Don't know if this is faster for your data, but I think you could also write this as (untested):


# table as default argument value so you don't have to do
# a global lookup each time it's used

def show(seq, table=string.maketrans('ACBDGHK\nMNSRUTWVY',
                                     'TGVHCDM\nKNSYAAWBR')
    seq = seq.upper().translate(table)[::-1]
    # print string in slices of length 60
    for i in range(0, len(seq), 60):
        print seq[i:i+60]

def main():
    seq = []
    # alias methods to avoid repeated lookup
    join = ''.join
    append = seq.append
    for line in sys.stdin:
        # note only one "line[0]" by using "in" test
        if line[0] in ';>':
            # note no need to check if seq is empty; show now prints
            # nothing for an empty string
            show(join(seq))
            print line,
            del seq[:]
        else:
            append(line[:-1])


Making seq into a list instead of a string (and using .extend instead of
the + operator) didn't give any speed improvements. Neither did using a
dictionary instead of the translate function, or using reversed() instead
of s[::-1]. The latter surprised me, since I would have guessed using an
iterator to be more efficient. Since the shootout also tests memory usage,
should I be using reversed for that reason?

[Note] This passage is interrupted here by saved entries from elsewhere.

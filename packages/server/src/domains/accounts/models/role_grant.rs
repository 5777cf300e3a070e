use chrono::{DateTime, Utc};
use sqlx::{PgExecutor, PgPool, Postgres, Transaction};

use crate::common::{GrantId, RoleKind, UserId};

/// RoleGrant model - one row per (user, role), never hard-deleted.
///
/// An unapproved grant is a pending request; approval mutates the row in
/// place and records who approved it and when.
#[derive(sqlx::FromRow, Debug, Clone)]
pub struct RoleGrant {
    pub id: GrantId,
    pub user_id: UserId,
    pub role_kind: String,
    pub approved: bool,
    pub approved_at: Option<DateTime<Utc>>,
    pub approved_by: Option<UserId>,
    pub created_at: DateTime<Utc>,
}

impl RoleGrant {
    /// Idempotent upsert: insert a grant if none exists for (user, role),
    /// otherwise return the existing row unchanged.
    pub async fn upsert_request(
        user_id: UserId,
        kind: RoleKind,
        approved: bool,
        pool: &PgPool,
    ) -> sqlx::Result<Self> {
        let inserted = sqlx::query_as::<_, Self>(
            "INSERT INTO role_grants (id, user_id, role_kind, approved, approved_at)
             VALUES ($1, $2, $3, $4, CASE WHEN $4 THEN now() END)
             ON CONFLICT (user_id, role_kind) DO NOTHING
             RETURNING *",
        )
        .bind(GrantId::new())
        .bind(user_id)
        .bind(kind.as_str())
        .bind(approved)
        .fetch_optional(pool)
        .await?;

        match inserted {
            Some(grant) => Ok(grant),
            // Lost the race or the grant already existed; either way the
            // existing record wins.
            None => Self::find_for_user(user_id, kind, pool)
                .await?
                .ok_or(sqlx::Error::RowNotFound),
        }
    }

    pub async fn find_by_id(id: GrantId, pool: &PgPool) -> sqlx::Result<Option<Self>> {
        sqlx::query_as::<_, Self>("SELECT * FROM role_grants WHERE id = $1")
            .bind(id)
            .fetch_optional(pool)
            .await
    }

    /// Row-locked fetch for use inside an approval transaction.
    pub async fn find_by_id_for_update(
        id: GrantId,
        tx: &mut Transaction<'_, Postgres>,
    ) -> sqlx::Result<Option<Self>> {
        sqlx::query_as::<_, Self>("SELECT * FROM role_grants WHERE id = $1 FOR UPDATE")
            .bind(id)
            .fetch_optional(&mut **tx)
            .await
    }

    pub async fn find_for_user<'e>(
        user_id: UserId,
        kind: RoleKind,
        executor: impl PgExecutor<'e>,
    ) -> sqlx::Result<Option<Self>> {
        sqlx::query_as::<_, Self>(
            "SELECT * FROM role_grants WHERE user_id = $1 AND role_kind = $2",
        )
        .bind(user_id)
        .bind(kind.as_str())
        .fetch_optional(executor)
        .await
    }

    /// Mark the grant approved. Caller has already verified it is pending.
    pub async fn approve(
        id: GrantId,
        admin: UserId,
        tx: &mut Transaction<'_, Postgres>,
    ) -> sqlx::Result<Self> {
        sqlx::query_as::<_, Self>(
            "UPDATE role_grants
             SET approved = TRUE, approved_at = now(), approved_by = $2
             WHERE id = $1
             RETURNING *",
        )
        .bind(id)
        .bind(admin)
        .fetch_one(&mut **tx)
        .await
    }

    /// Role kinds with an approved grant for this user.
    pub async fn approved_kinds(user_id: UserId, pool: &PgPool) -> sqlx::Result<Vec<String>> {
        let rows: Vec<(String,)> = sqlx::query_as(
            "SELECT role_kind FROM role_grants WHERE user_id = $1 AND approved = TRUE",
        )
        .bind(user_id)
        .fetch_all(pool)
        .await?;
        Ok(rows.into_iter().map(|(kind,)| kind).collect())
    }
}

reversed() won't save you any memory -- you're already loading the entire string into memory anyway.



Interesting tidbit: del seq[:] tests faster than seq = []

$ python -m timeit -s "lst = range(1000)" "lst = []"
10000000 loops, best of 3: 0.159 usec per loop

$ python -m timeit -s "lst = range(1000)" "del lst[:]"
10000000 loops, best of 3: 0.134 usec per loop

It's probably the right way to go in this case anyway -- no need to create a new empty list each time.